— Action item —
After locating the line with "the active theme." in the data that follows, return it and every later line exactly, up to and including the line with "pub fn new(console: Console, level: LevelFilter)".

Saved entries

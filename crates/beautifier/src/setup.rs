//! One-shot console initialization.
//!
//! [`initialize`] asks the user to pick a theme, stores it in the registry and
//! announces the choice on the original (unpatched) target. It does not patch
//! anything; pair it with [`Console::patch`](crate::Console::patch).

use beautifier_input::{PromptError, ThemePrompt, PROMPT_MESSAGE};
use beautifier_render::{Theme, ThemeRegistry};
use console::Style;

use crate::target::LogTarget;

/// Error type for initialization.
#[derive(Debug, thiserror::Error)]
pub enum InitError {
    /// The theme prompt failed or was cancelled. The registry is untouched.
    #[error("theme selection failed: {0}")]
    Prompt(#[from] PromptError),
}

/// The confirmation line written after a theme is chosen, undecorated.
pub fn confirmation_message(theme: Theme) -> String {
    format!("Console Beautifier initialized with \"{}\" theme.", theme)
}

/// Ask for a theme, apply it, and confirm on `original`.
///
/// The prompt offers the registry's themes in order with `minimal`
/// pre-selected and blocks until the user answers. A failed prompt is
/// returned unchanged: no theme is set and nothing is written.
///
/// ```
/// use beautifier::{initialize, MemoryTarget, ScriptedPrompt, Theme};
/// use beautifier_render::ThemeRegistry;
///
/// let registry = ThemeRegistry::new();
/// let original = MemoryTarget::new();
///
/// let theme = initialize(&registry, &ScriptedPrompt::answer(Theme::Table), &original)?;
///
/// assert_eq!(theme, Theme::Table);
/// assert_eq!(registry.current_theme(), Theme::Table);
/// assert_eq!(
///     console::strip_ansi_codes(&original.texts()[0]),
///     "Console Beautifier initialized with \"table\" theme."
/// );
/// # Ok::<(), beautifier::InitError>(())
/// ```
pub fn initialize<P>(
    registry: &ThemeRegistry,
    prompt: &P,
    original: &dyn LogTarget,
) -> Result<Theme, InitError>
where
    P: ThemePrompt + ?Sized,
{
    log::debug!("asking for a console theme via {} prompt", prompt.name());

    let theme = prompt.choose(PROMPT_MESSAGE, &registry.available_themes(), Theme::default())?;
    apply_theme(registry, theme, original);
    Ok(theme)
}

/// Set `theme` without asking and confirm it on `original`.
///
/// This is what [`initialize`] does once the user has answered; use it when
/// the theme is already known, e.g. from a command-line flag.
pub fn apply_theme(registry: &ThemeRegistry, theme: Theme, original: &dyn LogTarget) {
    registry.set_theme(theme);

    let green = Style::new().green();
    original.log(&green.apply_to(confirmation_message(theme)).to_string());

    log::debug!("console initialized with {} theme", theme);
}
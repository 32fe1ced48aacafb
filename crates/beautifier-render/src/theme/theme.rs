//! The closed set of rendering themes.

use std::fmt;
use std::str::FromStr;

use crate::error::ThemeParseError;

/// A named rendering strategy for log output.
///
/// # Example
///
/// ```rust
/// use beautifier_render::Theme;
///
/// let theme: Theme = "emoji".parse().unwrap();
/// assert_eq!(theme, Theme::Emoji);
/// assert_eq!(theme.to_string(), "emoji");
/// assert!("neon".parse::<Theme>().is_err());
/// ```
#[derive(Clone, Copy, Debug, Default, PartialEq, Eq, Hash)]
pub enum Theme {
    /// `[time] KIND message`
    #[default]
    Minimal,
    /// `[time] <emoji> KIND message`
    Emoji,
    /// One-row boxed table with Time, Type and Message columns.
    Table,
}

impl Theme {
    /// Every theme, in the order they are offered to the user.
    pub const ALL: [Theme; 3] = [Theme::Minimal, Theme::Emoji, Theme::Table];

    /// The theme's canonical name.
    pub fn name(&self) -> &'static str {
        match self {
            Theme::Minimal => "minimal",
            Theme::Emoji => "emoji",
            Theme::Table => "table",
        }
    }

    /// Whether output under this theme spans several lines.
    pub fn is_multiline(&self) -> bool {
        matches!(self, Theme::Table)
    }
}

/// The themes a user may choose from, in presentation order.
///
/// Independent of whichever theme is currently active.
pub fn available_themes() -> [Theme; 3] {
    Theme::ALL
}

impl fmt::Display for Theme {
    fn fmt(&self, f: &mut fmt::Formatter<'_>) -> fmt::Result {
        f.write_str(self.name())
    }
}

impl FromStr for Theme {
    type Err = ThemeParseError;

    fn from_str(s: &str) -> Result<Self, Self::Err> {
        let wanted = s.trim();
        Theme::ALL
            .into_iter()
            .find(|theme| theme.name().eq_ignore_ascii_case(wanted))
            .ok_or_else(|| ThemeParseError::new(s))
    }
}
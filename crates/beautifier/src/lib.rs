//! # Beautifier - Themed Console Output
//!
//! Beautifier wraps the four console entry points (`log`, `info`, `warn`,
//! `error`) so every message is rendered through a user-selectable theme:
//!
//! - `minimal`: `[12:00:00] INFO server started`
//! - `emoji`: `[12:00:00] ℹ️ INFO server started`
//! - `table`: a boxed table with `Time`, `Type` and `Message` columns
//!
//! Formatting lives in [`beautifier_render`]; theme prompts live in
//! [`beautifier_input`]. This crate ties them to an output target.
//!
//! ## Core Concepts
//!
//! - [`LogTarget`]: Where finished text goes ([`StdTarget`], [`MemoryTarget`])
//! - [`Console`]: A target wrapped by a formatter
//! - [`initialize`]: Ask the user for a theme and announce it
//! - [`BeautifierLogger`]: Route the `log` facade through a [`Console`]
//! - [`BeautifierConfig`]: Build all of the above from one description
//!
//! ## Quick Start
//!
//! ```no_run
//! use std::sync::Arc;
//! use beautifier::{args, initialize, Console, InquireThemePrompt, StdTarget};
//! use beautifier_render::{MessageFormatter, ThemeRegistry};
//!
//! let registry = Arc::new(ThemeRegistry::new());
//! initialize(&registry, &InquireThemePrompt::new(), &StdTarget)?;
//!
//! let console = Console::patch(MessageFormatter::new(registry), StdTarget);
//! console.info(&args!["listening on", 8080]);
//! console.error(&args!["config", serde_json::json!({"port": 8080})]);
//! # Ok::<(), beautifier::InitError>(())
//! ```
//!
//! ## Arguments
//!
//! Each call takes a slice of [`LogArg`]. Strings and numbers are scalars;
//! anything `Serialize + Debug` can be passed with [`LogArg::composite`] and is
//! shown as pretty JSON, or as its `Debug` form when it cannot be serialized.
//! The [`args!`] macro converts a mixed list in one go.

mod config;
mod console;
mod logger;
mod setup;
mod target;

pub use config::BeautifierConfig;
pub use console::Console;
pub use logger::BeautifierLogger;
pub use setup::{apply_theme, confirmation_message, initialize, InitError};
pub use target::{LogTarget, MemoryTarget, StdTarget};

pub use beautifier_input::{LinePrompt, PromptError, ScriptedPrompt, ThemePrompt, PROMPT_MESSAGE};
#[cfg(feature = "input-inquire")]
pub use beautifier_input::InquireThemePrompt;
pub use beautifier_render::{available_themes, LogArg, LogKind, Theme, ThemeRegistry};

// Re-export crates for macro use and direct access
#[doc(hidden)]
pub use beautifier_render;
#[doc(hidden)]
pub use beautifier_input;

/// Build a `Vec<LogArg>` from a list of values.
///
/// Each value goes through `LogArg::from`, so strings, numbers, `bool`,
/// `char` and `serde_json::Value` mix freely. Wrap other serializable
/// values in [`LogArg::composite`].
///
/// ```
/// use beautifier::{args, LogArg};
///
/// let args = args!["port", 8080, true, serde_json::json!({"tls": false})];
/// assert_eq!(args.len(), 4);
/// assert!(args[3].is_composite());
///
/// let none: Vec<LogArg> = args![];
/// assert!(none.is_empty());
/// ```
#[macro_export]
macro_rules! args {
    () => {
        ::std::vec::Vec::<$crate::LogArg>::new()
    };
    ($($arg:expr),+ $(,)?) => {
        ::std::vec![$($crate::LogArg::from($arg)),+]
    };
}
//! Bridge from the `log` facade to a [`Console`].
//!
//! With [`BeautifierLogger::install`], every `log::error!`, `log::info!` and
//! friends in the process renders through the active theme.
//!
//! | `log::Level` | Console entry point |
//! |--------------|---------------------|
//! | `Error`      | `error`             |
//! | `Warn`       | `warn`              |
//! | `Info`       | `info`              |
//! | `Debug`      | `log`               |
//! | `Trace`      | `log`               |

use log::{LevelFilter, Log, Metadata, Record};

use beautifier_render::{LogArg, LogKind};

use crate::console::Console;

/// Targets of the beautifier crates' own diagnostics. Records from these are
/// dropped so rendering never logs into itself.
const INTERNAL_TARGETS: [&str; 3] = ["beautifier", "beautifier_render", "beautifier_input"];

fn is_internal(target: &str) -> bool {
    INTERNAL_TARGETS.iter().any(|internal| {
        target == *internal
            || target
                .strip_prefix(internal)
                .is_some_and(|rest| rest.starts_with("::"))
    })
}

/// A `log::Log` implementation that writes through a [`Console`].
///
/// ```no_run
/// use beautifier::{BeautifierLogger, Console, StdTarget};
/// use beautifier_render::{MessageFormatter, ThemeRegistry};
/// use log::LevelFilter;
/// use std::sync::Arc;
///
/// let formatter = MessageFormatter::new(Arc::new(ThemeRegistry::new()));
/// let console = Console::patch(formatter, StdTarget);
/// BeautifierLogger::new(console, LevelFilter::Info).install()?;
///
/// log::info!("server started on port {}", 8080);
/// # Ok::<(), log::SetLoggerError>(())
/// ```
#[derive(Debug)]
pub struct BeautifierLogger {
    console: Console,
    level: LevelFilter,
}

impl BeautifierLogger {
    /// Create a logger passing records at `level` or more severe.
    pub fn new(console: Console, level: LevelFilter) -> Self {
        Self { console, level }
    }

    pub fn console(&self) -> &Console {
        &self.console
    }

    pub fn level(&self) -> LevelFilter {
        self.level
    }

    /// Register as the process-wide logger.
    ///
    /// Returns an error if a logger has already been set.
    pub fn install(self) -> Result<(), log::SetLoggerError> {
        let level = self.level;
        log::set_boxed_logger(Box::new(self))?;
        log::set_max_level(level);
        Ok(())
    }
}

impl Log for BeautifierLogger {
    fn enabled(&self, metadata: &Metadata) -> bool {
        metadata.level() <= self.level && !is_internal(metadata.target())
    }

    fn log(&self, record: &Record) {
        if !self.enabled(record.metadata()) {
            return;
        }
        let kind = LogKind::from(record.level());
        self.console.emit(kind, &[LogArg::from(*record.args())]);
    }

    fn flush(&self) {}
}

— Final answer —
//! friends in the process renders through the active theme.
//!
//! | `log::Level` | Console entry point |
//! |--------------|---------------------|
//! | `Error`      | `error`             |
//! | `Warn`       | `warn`              |
//! | `Info`       | `info`              |
//! | `Debug`      | `log`               |
//! | `Trace`      | `log`               |

use log::{LevelFilter, Log, Metadata, Record};

use beautifier_render::{LogArg, LogKind};

use crate::console::Console;

/// Targets of the beautifier crates' own diagnostics. Records from these are
/// dropped so rendering never logs into itself.
const INTERNAL_TARGETS: [&str; 3] = ["beautifier", "beautifier_render", "beautifier_input"];

fn is_internal(target: &str) -> bool {
    INTERNAL_TARGETS.iter().any(|internal| {
        target == *internal
            || target
                .strip_prefix(internal)
                .is_some_and(|rest| rest.starts_with("::"))
    })
}

/// A `log::Log` implementation that writes through a [`Console`].
///
/// ```no_run
/// use beautifier::{BeautifierLogger, Console, StdTarget};
/// use beautifier_render::{MessageFormatter, ThemeRegistry};
/// use log::LevelFilter;
/// use std::sync::Arc;
///
/// let formatter = MessageFormatter::new(Arc::new(ThemeRegistry::new()));
/// let console = Console::patch(formatter, StdTarget);
/// BeautifierLogger::new(console, LevelFilter::Info).install()?;
///
/// log::info!("server started on port {}", 8080);
/// # Ok::<(), log::SetLoggerError>(())
/// ```
#[derive(Debug)]
pub struct BeautifierLogger {
    console: Console,
    level: LevelFilter,
}

impl BeautifierLogger {
    /// Create a logger passing records at `level` or more severe.
    pub fn new(console: Console, level: LevelFilter) -> Self {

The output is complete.